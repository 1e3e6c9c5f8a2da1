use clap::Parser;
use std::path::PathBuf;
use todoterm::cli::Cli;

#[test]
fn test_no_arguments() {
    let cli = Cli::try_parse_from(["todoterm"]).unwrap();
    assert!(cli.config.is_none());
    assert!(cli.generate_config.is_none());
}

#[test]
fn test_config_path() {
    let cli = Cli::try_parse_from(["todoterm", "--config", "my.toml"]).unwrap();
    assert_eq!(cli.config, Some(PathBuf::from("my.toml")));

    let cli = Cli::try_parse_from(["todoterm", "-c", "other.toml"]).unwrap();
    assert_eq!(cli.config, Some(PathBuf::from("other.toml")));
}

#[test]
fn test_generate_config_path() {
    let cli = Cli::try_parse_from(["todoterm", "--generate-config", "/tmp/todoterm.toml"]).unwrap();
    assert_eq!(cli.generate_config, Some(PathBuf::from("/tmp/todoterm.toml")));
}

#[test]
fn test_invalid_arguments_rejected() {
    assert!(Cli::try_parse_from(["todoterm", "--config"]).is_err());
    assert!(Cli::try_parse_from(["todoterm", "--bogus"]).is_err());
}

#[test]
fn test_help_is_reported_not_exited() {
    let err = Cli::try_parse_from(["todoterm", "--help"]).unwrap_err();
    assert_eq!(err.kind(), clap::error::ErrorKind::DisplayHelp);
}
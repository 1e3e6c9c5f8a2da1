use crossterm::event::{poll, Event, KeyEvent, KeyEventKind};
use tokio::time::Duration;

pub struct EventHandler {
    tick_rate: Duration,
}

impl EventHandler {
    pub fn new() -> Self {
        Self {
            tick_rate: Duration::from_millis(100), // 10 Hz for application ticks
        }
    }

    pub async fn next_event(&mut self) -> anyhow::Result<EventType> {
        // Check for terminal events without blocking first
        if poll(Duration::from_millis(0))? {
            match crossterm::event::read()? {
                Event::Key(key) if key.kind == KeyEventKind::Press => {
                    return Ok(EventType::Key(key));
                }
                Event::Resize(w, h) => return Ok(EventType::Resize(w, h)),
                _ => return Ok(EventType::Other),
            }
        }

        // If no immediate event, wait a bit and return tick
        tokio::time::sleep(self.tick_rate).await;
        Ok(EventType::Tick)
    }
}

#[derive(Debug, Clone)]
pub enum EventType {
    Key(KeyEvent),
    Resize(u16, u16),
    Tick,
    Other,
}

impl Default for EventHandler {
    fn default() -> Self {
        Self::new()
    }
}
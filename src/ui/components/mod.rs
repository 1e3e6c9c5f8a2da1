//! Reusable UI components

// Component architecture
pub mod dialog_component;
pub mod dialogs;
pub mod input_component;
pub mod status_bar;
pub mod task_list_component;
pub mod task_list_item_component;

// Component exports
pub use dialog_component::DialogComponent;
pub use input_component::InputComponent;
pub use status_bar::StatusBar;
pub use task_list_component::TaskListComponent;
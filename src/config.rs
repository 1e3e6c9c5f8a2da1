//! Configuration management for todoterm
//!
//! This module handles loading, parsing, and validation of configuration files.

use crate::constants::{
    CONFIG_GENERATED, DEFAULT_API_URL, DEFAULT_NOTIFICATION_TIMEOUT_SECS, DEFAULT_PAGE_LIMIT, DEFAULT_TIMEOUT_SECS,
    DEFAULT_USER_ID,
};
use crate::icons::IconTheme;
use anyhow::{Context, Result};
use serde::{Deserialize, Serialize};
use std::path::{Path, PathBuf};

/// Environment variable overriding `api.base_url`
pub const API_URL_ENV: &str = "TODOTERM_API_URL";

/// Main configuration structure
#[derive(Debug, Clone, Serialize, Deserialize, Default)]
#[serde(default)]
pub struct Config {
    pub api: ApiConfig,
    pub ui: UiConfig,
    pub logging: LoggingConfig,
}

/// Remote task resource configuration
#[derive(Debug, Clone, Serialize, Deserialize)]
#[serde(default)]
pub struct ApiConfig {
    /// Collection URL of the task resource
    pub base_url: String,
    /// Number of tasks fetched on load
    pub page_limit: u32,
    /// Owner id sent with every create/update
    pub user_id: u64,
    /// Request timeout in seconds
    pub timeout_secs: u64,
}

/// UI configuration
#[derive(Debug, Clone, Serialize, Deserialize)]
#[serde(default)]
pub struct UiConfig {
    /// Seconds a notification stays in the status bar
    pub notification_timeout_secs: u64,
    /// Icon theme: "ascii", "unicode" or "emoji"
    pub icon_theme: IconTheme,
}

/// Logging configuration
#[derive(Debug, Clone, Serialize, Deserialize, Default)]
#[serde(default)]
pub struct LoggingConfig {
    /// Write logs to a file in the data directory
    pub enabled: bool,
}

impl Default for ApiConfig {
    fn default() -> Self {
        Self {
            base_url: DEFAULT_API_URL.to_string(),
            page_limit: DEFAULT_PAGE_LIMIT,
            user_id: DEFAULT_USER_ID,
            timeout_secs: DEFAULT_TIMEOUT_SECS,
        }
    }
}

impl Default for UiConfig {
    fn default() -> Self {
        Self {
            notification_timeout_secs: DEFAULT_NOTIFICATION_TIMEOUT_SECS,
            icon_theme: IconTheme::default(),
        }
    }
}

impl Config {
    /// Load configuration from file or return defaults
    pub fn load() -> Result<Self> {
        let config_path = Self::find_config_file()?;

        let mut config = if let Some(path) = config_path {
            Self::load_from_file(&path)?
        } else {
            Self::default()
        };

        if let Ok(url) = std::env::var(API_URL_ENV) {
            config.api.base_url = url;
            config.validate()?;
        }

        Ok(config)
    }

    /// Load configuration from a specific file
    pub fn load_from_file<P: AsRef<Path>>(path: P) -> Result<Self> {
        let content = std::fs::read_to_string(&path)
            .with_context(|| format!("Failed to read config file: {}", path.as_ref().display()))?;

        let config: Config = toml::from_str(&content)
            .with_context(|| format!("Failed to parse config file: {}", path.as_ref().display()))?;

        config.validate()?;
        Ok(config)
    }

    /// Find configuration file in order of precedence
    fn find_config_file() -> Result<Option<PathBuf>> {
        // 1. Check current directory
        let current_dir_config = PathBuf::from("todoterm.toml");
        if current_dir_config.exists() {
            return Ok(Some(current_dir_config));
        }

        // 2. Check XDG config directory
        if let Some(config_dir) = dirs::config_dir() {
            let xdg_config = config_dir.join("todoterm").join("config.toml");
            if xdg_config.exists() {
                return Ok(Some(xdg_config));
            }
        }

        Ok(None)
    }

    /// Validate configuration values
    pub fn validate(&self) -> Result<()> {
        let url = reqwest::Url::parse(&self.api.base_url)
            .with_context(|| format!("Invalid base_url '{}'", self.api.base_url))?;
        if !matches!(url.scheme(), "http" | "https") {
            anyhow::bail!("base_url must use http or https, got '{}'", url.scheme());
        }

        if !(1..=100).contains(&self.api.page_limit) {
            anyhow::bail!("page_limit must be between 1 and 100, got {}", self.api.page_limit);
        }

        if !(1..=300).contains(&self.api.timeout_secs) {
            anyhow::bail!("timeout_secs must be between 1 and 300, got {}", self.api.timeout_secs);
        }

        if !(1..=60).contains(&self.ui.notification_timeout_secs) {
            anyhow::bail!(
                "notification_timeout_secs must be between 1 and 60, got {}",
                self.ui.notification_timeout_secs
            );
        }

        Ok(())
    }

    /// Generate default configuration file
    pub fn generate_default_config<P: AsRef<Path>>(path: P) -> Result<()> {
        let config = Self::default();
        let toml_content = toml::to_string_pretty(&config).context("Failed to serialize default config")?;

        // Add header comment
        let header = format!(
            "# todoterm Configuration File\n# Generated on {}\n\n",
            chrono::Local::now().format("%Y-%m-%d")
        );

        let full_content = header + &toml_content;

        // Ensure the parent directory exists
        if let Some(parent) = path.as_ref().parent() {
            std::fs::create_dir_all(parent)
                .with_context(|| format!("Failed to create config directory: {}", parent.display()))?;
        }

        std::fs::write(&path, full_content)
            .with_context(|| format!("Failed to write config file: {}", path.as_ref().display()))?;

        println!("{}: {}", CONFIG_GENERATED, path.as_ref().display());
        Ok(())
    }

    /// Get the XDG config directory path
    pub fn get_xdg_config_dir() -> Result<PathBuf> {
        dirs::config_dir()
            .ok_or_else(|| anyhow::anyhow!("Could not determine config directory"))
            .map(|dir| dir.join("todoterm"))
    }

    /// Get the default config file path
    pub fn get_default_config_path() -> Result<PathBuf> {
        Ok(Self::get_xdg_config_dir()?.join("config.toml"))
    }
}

...

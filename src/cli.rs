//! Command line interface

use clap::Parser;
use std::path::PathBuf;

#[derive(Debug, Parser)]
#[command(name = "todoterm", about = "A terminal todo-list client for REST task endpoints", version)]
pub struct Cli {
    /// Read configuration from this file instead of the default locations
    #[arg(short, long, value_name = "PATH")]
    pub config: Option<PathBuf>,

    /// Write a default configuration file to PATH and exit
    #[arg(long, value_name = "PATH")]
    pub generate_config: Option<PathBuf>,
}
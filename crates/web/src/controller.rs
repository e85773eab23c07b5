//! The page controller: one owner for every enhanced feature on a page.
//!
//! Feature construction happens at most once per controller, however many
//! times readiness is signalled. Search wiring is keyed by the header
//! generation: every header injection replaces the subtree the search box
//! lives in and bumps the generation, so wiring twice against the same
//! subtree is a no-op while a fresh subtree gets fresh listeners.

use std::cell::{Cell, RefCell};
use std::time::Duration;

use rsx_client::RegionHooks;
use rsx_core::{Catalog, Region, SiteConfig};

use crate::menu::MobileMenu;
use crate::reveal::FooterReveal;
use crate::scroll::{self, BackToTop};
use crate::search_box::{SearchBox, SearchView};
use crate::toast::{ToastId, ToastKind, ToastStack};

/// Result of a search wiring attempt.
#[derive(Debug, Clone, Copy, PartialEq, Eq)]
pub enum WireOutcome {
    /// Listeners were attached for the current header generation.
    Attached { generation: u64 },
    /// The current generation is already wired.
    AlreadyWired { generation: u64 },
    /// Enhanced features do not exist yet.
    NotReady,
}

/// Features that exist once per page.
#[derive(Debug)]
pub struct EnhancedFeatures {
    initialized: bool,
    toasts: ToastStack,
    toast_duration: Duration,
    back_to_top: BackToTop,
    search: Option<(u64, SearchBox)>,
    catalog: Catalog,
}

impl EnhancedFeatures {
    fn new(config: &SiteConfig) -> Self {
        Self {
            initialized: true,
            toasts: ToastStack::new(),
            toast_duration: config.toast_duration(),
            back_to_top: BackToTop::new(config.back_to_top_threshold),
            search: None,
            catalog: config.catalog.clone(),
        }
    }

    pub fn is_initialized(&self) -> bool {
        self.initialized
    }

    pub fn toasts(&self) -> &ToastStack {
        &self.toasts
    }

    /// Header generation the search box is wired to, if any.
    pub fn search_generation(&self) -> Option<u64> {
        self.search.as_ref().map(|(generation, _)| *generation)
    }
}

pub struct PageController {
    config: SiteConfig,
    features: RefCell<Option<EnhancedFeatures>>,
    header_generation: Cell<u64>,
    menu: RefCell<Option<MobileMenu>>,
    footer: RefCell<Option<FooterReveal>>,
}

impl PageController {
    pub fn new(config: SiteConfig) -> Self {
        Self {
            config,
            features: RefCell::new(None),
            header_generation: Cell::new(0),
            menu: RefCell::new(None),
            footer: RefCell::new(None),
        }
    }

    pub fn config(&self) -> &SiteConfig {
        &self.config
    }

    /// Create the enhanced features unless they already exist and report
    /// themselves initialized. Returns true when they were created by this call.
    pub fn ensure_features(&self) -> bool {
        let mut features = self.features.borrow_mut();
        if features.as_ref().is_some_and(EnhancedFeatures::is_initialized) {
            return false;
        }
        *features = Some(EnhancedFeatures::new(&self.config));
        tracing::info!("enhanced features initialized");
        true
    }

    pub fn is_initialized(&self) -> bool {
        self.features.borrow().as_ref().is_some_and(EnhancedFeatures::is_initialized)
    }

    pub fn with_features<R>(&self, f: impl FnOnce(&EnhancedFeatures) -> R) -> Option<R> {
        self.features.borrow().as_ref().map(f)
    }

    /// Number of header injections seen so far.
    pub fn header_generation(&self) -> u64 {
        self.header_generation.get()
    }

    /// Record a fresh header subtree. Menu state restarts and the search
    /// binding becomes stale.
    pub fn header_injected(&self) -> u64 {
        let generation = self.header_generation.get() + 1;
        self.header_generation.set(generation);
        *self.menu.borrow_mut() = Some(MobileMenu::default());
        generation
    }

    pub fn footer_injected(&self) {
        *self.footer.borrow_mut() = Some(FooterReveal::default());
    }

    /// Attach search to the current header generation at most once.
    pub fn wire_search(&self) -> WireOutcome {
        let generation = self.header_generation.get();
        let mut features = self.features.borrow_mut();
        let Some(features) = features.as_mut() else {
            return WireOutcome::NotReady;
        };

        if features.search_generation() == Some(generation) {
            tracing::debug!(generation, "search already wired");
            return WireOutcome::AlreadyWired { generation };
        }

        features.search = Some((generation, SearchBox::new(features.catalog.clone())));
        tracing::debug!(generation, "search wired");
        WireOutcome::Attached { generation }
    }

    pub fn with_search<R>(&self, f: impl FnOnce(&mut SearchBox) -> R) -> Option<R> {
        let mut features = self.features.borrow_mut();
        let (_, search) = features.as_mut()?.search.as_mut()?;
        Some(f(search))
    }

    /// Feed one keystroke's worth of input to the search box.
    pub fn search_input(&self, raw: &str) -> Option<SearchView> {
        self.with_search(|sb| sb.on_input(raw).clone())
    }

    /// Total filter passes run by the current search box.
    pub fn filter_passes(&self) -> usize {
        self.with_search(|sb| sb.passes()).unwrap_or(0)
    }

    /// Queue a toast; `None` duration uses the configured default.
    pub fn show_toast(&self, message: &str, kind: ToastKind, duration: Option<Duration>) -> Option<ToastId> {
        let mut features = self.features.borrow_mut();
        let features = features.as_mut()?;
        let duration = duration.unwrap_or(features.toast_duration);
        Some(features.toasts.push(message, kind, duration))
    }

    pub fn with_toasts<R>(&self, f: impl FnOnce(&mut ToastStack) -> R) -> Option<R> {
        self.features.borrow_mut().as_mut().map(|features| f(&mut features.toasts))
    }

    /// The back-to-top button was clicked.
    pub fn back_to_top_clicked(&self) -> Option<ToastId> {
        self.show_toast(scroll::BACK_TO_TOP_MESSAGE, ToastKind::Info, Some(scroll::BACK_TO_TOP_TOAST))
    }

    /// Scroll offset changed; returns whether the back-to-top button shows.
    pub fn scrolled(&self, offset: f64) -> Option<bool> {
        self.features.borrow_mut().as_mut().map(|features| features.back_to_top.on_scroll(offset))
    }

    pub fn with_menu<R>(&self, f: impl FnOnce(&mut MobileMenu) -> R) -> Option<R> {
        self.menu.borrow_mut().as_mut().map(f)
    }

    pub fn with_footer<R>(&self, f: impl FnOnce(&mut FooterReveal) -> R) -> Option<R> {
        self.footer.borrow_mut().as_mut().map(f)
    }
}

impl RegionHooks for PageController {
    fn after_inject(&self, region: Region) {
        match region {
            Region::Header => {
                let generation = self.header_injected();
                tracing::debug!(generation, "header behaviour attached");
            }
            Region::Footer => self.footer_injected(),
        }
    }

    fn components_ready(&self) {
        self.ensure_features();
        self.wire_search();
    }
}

What is required:
Look through the entries above and report each line where the string "PathBuf" occurs.

Task output:
use std::path::PathBuf;
    assert_eq!(cli.config, Some(PathBuf::from("my.toml")));
    assert_eq!(cli.config, Some(PathBuf::from("other.toml")));
    assert_eq!(cli.generate_config, Some(PathBuf::from("/tmp/todoterm.toml")));
use std::path::{Path, PathBuf};
    fn find_config_file() -> Result<Option<PathBuf>> {
        let current_dir_config = PathBuf::from("todoterm.toml");
    pub fn get_xdg_config_dir() -> Result<PathBuf> {
    pub fn get_default_config_path() -> Result<PathBuf> {
use std::path::PathBuf;
    pub config: Option<PathBuf>,
    pub generate_config: Option<PathBuf>,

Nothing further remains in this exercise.